Dr. Gerry Bell, lead seasonal forecaster at NOAA, says “the outlook now calls for even more activity than we had predicted in May.”
The new outlook has increased the probability of an above average season from 60 percent to 85 percent.
The forecast now calls for 19 to 25 named storms, 7 to 11 of which are hurricanes, and 3 to 6 of which could be major hurricanes. This does include the previous 9 named storms that have already formed this year.
Dr. Gerry Bell says that the above-average early start to the season combined with favorable conditions leads to the upgraded forecast.
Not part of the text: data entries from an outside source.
fn trigger_group<H: RevealHost + 'static>(
    host: &H,
    inner: &Rc<RefCell<Inner<H>>>,
    group: usize,
    immediate: bool,
) {
    let (members, stagger_ms, subscription) = {
        let mut inner = inner.borrow_mut();
        if inner.disposed {
            return;
        }
        let Some(entry) = inner.groups.get_mut(group) else {
            return;
        };
        if entry.triggered {
            return;
        }
        entry.triggered = true;
        (entry.members.clone(), entry.stagger_ms, entry.subscription.take())
    };

    if let Some(subscription) = subscription {
        subscription.cancel();
    }

    for (position, index) in members.into_iter().enumerate() {
        let delay = stagger_ms.saturating_mul(position as u32);
        if immediate || delay == 0 {
            reveal_slot(inner, index);
            continue;
        }
        let weak: Weak<RefCell<Inner<H>>> = Rc::downgrade(inner);
        let timer = host.defer(
            delay,
            Box::new(move || {
                if let Some(inner) = weak.upgrade() {
                    reveal_slot(&inner, index);
                }
            }),
        );
        inner.borrow_mut().timers.push(timer);
    }
}
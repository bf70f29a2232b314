//! Common types used throughout the session client

use chrono::{DateTime, Utc};
use serde::{Deserialize, Serialize};
use std::collections::HashMap;

/// Unique identifier for players
pub type PlayerId = String;

/// Opaque backend-assigned lobby identifier
pub type LobbyId = String;

/// Opaque backend-assigned relay allocation identifier
pub type AllocationId = String;

/// Metadata key for the game mode tag (public visibility)
pub const GAME_MODE_KEY: &str = "gameMode";

/// Metadata key for the embedded relay join code (member visibility)
pub const RELAY_JOIN_CODE_KEY: &str = "relayJoinCode";

/// Metadata key for the client version tag (public visibility)
pub const VERSION_KEY: &str = "version";

/// Who can read a metadata entry on a lobby
#[derive(Debug, Clone, Copy, PartialEq, Eq, Hash, Serialize, Deserialize)]
pub enum Visibility {
    /// Readable by anyone browsing the lobby list
    Public,
    /// Readable only by lobby members
    Member,
}

/// A visibility-tagged metadata value stored on a lobby
#[derive(Debug, Clone, PartialEq, Eq, Serialize, Deserialize)]
pub struct DataValue {
    pub visibility: Visibility,
    pub value: String,
}

impl DataValue {
    pub fn public(value: impl Into<String>) -> Self {
        Self {
            visibility: Visibility::Public,
            value: value.into(),
        }
    }

    pub fn member(value: impl Into<String>) -> Self {
        Self {
            visibility: Visibility::Member,
            value: value.into(),
        }
    }
}

/// A discoverable matchmaking lobby as reported by the backend
#[derive(Debug, Clone, Serialize, Deserialize)]
pub struct Lobby {
    pub id: LobbyId,
    pub name: String,
    /// Maximum number of occupants (always positive)
    pub max_players: usize,
    /// Current occupant count (never exceeds `max_players`)
    pub players: usize,
    pub is_locked: bool,
    /// Shareable lobby code, present for lobbies the caller may join by code
    pub lobby_code: Option<String>,
    pub created_at: DateTime<Utc>,
    pub data: HashMap<String, DataValue>,
}

impl Lobby {
    /// Open-slot count (capacity minus occupants)
    pub fn available_slots(&self) -> usize {
        self.max_players.saturating_sub(self.players)
    }

    /// Whether the lobby should appear in discovery results
    pub fn is_open(&self) -> bool {
        !self.is_locked && self.available_slots() > 0
    }

    /// The embedded relay join code, if present in metadata
    pub fn relay_join_code(&self) -> Option<&str> {
        self.data.get(RELAY_JOIN_CODE_KEY).map(|d| d.value.as_str())
    }

    /// The public game-mode tag, if present in metadata
    pub fn game_mode(&self) -> Option<&str> {
        self.data.get(GAME_MODE_KEY).map(|d| d.value.as_str())
    }
}

/// A backend-brokered relay connection slot
#[derive(Debug, Clone, PartialEq, Eq, Serialize, Deserialize)]
pub struct Allocation {
    pub id: AllocationId,
}

/// The local process's role on the relay for the active session
///
/// A host allocation (we created the lobby) and a peer allocation (we joined
/// an existing one) are mutually exclusive by construction.
#[derive(Debug, Clone, PartialEq, Eq)]
pub enum RelayRole {
    Host(Allocation),
    Peer(Allocation),
}

impl RelayRole {
    pub fn allocation(&self) -> &Allocation {
        match self {
            RelayRole::Host(a) | RelayRole::Peer(a) => a,
        }
    }

    pub fn is_host(&self) -> bool {
        matches!(self, RelayRole::Host(_))
    }
}

/// The lobby and relay allocation held while a session is active
#[derive(Debug, Clone)]
pub struct ActiveSession {
    pub lobby: Lobby,
    pub relay: RelayRole,
}

/// Observable phase of the session orchestrator
#[derive(Debug, Clone, Copy, PartialEq, Eq, Serialize, Deserialize)]
pub enum SessionPhase {
    Idle,
    Creating,
    Hosting,
    Joining,
    Joined,
    Leaving,
}

impl std::fmt::Display for SessionPhase {
    fn fmt(&self, f: &mut std::fmt::Formatter<'_>) -> std::fmt::Result {
        match self {
            SessionPhase::Idle => write!(f, "Idle"),
            SessionPhase::Creating => write!(f, "Creating"),
            SessionPhase::Hosting => write!(f, "Hosting"),
            SessionPhase::Joining => write!(f, "Joining"),
            SessionPhase::Joined => write!(f, "Joined"),
            SessionPhase::Leaving => write!(f, "Leaving"),
        }
    }
}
“Oceanic and atmospheric conditions are now even more hospitable for hurricane formation and intensification. These conditions are predicted to continue for the next several months," said Bell.
Some of these conditions that can lead to above normal tropical activity include warmer than average sea surface temperatures in the Atlantic and Caribbean, reduced vertical wind shear, and favorable wind patterns coming off the coast of Africa.
This seasonal outlook is only for the number of storms that form, and is not a landfall forecast, which is determined by short-term weather patterns.
The peak of hurricane season is historically in mid-September.
Multiple records have already been broken this year, with many storms forming earlier than normal. There have already been 7 tropical storms, as well as two category one hurricanes, Hurricane Hanna and Hurricane Isaias.